Problem statement -
Each line in the entries below that holds the string "legs" is to be listed.

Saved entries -
━━━━━━━━━━━━━━━━━━━━

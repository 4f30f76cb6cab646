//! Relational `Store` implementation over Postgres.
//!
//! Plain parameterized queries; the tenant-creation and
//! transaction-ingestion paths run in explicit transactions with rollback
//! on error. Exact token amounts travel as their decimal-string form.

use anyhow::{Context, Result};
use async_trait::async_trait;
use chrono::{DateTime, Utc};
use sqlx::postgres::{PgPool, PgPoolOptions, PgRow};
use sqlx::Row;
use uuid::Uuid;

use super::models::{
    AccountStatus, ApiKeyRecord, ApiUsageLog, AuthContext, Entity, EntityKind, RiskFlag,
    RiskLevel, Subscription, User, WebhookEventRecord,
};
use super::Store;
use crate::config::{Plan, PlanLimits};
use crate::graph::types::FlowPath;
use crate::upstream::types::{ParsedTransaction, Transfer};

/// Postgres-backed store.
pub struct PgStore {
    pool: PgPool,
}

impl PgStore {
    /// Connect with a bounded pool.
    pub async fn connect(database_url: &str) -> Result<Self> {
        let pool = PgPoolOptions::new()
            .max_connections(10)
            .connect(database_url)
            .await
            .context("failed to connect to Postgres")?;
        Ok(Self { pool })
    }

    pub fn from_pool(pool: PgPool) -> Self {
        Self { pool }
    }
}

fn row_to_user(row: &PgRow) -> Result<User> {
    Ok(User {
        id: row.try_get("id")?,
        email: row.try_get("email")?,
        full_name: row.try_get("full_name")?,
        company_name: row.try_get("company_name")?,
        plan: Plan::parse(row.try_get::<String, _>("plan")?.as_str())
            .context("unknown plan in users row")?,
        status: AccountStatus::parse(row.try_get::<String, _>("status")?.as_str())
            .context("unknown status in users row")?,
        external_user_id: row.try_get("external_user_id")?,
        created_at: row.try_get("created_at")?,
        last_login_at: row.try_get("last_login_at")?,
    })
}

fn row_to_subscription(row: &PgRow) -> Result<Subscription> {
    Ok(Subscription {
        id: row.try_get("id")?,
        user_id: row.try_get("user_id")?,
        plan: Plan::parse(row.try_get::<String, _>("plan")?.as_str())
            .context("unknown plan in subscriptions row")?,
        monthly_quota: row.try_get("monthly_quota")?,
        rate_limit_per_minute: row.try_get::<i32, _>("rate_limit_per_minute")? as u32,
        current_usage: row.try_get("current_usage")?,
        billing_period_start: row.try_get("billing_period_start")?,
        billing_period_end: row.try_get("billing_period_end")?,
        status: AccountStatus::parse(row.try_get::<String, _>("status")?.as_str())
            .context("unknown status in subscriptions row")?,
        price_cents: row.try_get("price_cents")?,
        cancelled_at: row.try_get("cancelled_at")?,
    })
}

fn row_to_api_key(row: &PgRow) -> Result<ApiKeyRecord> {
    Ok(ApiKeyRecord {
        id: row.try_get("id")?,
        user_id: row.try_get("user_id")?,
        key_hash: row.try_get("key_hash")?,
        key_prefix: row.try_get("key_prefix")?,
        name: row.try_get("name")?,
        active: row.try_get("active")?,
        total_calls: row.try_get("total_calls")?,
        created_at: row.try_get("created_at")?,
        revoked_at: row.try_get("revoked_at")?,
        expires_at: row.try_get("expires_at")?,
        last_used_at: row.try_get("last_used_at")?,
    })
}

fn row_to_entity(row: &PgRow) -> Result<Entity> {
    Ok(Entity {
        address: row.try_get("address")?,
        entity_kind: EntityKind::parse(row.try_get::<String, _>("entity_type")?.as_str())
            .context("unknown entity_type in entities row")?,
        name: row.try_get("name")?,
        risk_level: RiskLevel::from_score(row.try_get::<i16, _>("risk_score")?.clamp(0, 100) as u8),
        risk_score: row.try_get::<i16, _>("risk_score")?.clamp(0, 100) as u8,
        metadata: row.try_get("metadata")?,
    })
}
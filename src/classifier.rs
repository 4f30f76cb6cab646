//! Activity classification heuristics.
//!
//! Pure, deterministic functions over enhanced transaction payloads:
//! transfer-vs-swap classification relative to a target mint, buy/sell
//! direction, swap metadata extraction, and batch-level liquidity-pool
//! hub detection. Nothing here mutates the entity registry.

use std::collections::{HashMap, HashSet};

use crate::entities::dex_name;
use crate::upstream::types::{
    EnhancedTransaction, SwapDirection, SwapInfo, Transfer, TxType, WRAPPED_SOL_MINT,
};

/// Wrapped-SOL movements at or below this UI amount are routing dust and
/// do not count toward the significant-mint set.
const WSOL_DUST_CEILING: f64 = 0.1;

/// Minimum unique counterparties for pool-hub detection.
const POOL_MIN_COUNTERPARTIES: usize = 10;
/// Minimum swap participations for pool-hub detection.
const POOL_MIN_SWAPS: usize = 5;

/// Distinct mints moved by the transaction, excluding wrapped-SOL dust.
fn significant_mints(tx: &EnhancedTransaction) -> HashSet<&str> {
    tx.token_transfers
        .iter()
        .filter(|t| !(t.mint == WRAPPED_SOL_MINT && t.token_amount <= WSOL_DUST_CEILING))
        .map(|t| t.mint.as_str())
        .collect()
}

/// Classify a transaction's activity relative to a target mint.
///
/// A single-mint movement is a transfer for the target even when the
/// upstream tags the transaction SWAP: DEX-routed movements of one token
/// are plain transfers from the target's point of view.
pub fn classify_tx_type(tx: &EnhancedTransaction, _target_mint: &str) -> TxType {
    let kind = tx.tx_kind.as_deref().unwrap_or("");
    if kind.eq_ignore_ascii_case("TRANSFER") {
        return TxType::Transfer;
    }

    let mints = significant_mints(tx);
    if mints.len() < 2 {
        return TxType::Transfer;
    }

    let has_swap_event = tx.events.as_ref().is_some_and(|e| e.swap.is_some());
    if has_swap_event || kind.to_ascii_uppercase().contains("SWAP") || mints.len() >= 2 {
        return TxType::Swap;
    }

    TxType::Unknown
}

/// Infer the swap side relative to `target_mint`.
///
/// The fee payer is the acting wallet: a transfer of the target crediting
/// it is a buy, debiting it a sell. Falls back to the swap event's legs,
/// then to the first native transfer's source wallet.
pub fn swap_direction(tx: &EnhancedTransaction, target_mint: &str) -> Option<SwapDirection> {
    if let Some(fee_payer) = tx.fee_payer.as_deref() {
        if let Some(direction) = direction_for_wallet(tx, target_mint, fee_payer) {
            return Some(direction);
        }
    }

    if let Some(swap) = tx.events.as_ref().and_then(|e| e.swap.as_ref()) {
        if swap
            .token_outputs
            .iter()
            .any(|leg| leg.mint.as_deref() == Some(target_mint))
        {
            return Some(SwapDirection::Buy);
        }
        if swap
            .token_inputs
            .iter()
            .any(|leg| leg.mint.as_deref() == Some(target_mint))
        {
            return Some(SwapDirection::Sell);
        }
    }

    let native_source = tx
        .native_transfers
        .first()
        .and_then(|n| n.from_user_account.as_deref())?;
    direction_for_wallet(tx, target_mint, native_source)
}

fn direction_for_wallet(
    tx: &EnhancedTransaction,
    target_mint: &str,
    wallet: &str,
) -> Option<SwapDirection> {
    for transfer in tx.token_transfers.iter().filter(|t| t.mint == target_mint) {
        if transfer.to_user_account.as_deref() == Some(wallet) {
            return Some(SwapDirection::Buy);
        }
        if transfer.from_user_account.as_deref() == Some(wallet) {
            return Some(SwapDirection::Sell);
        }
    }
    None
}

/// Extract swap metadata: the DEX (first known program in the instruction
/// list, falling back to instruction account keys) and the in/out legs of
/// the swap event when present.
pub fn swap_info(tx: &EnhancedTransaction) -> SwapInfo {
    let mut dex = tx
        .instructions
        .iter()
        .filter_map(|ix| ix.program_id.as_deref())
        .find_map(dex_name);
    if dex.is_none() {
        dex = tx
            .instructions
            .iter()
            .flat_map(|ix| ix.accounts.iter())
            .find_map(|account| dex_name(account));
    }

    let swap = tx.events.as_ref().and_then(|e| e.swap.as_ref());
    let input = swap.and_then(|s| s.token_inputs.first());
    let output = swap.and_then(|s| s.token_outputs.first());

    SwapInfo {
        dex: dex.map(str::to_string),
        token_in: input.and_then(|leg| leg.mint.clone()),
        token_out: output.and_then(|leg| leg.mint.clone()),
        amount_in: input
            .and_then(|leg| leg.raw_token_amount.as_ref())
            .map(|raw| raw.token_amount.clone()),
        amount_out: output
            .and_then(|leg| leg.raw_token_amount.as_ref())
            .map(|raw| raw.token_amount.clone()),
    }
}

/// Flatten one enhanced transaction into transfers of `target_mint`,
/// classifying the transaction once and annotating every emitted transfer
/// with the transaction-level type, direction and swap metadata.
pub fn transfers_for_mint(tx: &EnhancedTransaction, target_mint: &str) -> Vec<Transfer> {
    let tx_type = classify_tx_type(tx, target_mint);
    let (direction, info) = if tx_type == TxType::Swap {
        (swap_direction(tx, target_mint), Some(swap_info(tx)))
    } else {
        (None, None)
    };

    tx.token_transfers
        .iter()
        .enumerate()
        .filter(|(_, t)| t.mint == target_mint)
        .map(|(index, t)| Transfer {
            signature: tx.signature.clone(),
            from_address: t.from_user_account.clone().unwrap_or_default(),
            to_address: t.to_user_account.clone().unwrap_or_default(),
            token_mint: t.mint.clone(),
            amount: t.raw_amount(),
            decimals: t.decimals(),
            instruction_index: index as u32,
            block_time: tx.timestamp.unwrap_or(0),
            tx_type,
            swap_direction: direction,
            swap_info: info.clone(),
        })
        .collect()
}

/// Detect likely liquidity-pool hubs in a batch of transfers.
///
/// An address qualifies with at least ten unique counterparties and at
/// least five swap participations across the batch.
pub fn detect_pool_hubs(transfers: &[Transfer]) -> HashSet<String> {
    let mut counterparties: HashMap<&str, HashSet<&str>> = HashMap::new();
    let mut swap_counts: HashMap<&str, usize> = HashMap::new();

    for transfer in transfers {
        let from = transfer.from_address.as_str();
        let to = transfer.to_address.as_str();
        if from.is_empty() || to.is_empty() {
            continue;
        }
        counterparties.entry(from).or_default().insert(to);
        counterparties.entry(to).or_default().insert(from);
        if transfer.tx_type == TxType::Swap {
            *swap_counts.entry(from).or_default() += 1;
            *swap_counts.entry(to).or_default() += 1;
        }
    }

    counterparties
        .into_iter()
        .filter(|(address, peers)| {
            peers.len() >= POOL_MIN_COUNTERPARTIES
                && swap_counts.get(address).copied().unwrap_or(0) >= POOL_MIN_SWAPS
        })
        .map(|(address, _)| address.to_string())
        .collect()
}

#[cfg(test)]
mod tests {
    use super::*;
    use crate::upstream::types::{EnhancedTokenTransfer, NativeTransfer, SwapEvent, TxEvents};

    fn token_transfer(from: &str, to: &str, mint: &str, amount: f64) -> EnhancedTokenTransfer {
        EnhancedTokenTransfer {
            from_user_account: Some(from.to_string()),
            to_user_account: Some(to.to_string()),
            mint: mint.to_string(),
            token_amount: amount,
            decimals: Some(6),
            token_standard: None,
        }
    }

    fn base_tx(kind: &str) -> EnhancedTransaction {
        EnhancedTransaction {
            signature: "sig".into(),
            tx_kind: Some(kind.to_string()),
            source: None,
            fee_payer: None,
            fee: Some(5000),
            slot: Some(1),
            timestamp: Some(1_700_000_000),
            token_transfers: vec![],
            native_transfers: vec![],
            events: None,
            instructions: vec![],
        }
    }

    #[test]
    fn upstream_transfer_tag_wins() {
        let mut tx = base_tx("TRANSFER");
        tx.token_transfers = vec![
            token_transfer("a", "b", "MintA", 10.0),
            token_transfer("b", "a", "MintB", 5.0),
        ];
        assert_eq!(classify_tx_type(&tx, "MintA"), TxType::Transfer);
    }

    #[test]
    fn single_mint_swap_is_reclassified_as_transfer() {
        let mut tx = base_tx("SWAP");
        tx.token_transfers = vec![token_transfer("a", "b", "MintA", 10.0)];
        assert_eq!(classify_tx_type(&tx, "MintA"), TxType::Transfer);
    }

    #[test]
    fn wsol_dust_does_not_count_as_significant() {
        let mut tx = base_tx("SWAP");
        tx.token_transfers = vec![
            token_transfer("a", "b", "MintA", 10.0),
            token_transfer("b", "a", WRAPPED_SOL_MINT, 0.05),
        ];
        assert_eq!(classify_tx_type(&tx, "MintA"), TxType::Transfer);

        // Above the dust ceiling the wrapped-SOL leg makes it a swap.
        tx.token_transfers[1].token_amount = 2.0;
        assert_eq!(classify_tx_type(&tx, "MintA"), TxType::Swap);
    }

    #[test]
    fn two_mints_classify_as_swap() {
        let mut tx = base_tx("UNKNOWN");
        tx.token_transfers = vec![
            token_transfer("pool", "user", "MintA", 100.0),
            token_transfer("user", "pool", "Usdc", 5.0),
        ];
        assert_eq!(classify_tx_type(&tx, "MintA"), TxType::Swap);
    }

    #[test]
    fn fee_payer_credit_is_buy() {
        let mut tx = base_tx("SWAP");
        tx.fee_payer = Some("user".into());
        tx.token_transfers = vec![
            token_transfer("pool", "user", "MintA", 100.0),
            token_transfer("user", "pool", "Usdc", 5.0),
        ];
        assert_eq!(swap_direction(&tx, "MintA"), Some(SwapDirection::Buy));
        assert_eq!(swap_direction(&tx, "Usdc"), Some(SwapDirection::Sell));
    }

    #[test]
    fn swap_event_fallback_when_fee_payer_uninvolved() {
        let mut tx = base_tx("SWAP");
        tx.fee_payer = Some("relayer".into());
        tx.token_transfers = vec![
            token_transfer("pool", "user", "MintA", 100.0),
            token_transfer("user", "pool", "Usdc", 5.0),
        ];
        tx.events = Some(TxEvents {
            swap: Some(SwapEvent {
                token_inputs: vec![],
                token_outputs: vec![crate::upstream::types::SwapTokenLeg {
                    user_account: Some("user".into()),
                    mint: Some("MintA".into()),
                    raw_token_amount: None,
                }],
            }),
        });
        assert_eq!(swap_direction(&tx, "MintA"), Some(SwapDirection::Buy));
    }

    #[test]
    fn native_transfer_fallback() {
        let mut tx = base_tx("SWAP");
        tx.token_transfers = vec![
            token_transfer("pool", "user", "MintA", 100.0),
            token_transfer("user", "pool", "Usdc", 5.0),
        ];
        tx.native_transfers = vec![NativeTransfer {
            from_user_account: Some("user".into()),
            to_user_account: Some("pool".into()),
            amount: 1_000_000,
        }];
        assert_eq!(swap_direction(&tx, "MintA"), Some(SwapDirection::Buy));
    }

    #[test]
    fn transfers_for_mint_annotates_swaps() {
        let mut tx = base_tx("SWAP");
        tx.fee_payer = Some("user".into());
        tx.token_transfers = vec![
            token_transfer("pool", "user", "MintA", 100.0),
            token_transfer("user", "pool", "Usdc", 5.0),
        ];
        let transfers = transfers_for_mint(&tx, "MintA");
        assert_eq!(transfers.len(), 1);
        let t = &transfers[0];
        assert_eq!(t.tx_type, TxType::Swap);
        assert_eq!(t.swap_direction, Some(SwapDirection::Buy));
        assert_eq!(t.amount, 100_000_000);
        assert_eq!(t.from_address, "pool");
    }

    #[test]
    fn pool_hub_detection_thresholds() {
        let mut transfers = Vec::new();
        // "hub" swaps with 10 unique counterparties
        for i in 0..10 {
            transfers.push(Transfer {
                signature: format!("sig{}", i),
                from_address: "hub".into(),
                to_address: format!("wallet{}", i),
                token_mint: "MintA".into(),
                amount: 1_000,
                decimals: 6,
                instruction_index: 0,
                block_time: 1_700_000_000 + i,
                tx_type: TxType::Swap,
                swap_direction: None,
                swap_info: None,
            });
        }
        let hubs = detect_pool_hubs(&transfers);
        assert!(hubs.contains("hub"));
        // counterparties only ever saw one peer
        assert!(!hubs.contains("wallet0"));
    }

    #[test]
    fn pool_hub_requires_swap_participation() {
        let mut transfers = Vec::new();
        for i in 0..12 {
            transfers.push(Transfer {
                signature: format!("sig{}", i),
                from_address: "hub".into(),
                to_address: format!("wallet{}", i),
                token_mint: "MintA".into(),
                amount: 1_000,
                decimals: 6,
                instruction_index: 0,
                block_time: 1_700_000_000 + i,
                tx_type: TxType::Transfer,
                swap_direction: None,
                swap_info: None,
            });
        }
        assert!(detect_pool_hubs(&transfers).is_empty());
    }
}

━━━━━━━━━━━━━━━━━━━━

Written reply -
/// it is a buy, debiting it a sell. Falls back to the swap event's legs,
/// list, falling back to instruction account keys) and the in/out legs of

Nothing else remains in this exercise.